//! Arrival-ordered packet queue of the decode path.
//!
//! Packets are kept in the order they arrived, tagged with their arrival
//! time and a monotonic input counter. The queue is bounded both by count
//! and by the age of its oldest entry.

use tracing::debug;

use super::BoundedQueue;

/// One received payload waiting for decode.
#[derive(Debug, Clone, PartialEq, Eq)]
pub struct IncomingPacket {
    pub payload: Vec<u8>,
    pub arrival_ms: u64,
    /// Input order, not the RTP sequence number.
    pub tag: u64,
}

#[derive(Debug, Clone)]
pub struct PacketQueue {
    queue: BoundedQueue<IncomingPacket>,
    max_age_ms: u64,
    next_tag: u64,
}

impl PacketQueue {
    pub fn new(capacity: usize, max_age_ms: u64) -> Self {
        Self {
            queue: BoundedQueue::new(capacity),
            max_age_ms,
            next_tag: 0,
        }
    }

    /// Queues `payload` and evicts whatever is past the count or age ceiling.
    pub fn push(&mut self, payload: Vec<u8>, now_ms: u64) {
        let tag = self.next_tag;
        self.next_tag += 1;

        self.evict_expired(now_ms);
        if let Some(dropped) = self.queue.push(IncomingPacket {
            payload,
            arrival_ms: now_ms,
            tag,
        }) {
            debug!(
                "PacketQueue: capacity {} reached, dropped packet #{}",
                self.queue.capacity(),
                dropped.tag
            );
        }
    }

    /// Drops packets that arrived more than `max_age_ms` before `now_ms`.
    pub fn evict_expired(&mut self, now_ms: u64) -> usize {
        let max_age = self.max_age_ms;
        let dropped = self
            .queue
            .evict_while(|p| now_ms.saturating_sub(p.arrival_ms) > max_age);
        if dropped > 0 {
            debug!(
                "PacketQueue: dropped {} packets older than {}ms",
                dropped, max_age
            );
        }
        dropped
    }

    pub fn pop(&mut self) -> Option<IncomingPacket> {
        self.queue.pop()
    }

    /// Milliseconds the oldest queued packet has waited.
    pub fn oldest_age_ms(&self, now_ms: u64) -> Option<u64> {
        self.queue
            .front()
            .map(|p| now_ms.saturating_sub(p.arrival_ms))
    }

    pub fn len(&self) -> usize {
        self.queue.len()
    }

    pub fn is_empty(&self) -> bool {
        self.queue.is_empty()
    }

    pub fn capacity(&self) -> usize {
        self.queue.capacity()
    }

    pub fn evicted(&self) -> u64 {
        self.queue.evicted()
    }

    pub fn clear(&mut self) {
        self.queue.clear();
    }
}

#[cfg(test)]
mod tests {
    use super::*;

    #[test]
    fn test_count_ceiling() {
        let mut queue = PacketQueue::new(5, 3000);
        for i in 0..8u8 {
            queue.push(vec![i], 0);
            assert!(queue.len() <= 5);
        }
        assert_eq!(queue.len(), 5);
        assert_eq!(queue.evicted(), 3);
        let oldest = queue.pop().unwrap();
        assert_eq!(oldest.payload, vec![3]);
        assert_eq!(oldest.tag, 3);
    }

    #[test]
    fn test_age_ceiling() {
        let mut queue = PacketQueue::new(250, 3000);
        queue.push(vec![1], 0);
        queue.push(vec![2], 1000);
        queue.push(vec![3], 3500);
        assert_eq!(queue.len(), 2);
        assert_eq!(queue.oldest_age_ms(3500), Some(2500));
        assert_eq!(queue.pop().unwrap().payload, vec![2]);
    }

    #[test]
    fn test_tags_are_monotonic() {
        let mut queue = PacketQueue::new(10, 3000);
        queue.push(vec![], 5);
        queue.push(vec![], 5);
        assert_eq!(queue.pop().unwrap().tag, 0);
        assert_eq!(queue.pop().unwrap().tag, 1);
    }
}
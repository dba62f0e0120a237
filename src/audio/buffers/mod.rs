//! Buffer types shared by the encode and decode paths.
//!
//! - [`BoundedQueue`] - Drop-oldest FIFO with an eviction counter
//! - [`FrameAccumulator`] - Residual buffer producing fixed-size frames
//! - [`PacketQueue`] - Count- and age-bounded queue of received packets

pub mod bounded_queue;
pub mod frame_accumulator;
pub mod packet_queue;

pub use bounded_queue::BoundedQueue;
pub use frame_accumulator::FrameAccumulator;
pub use packet_queue::{IncomingPacket, PacketQueue};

Exercise details:
Within the listing above, give again exactly every line from the line with "pub fn new(capacity: usize, max_age_ms: u64)" through the line with "pub fn push(&mut", both included, and no other line.

Result for this task:
    pub fn new(capacity: usize, max_age_ms: u64) -> Self {
        Self {
            queue: BoundedQueue::new(capacity),
            max_age_ms,
            next_tag: 0,
        }
    }

    /// Queues `payload` and evicts whatever is past the count or age ceiling.
    pub fn push(&mut self, payload: Vec<u8>, now_ms: u64) {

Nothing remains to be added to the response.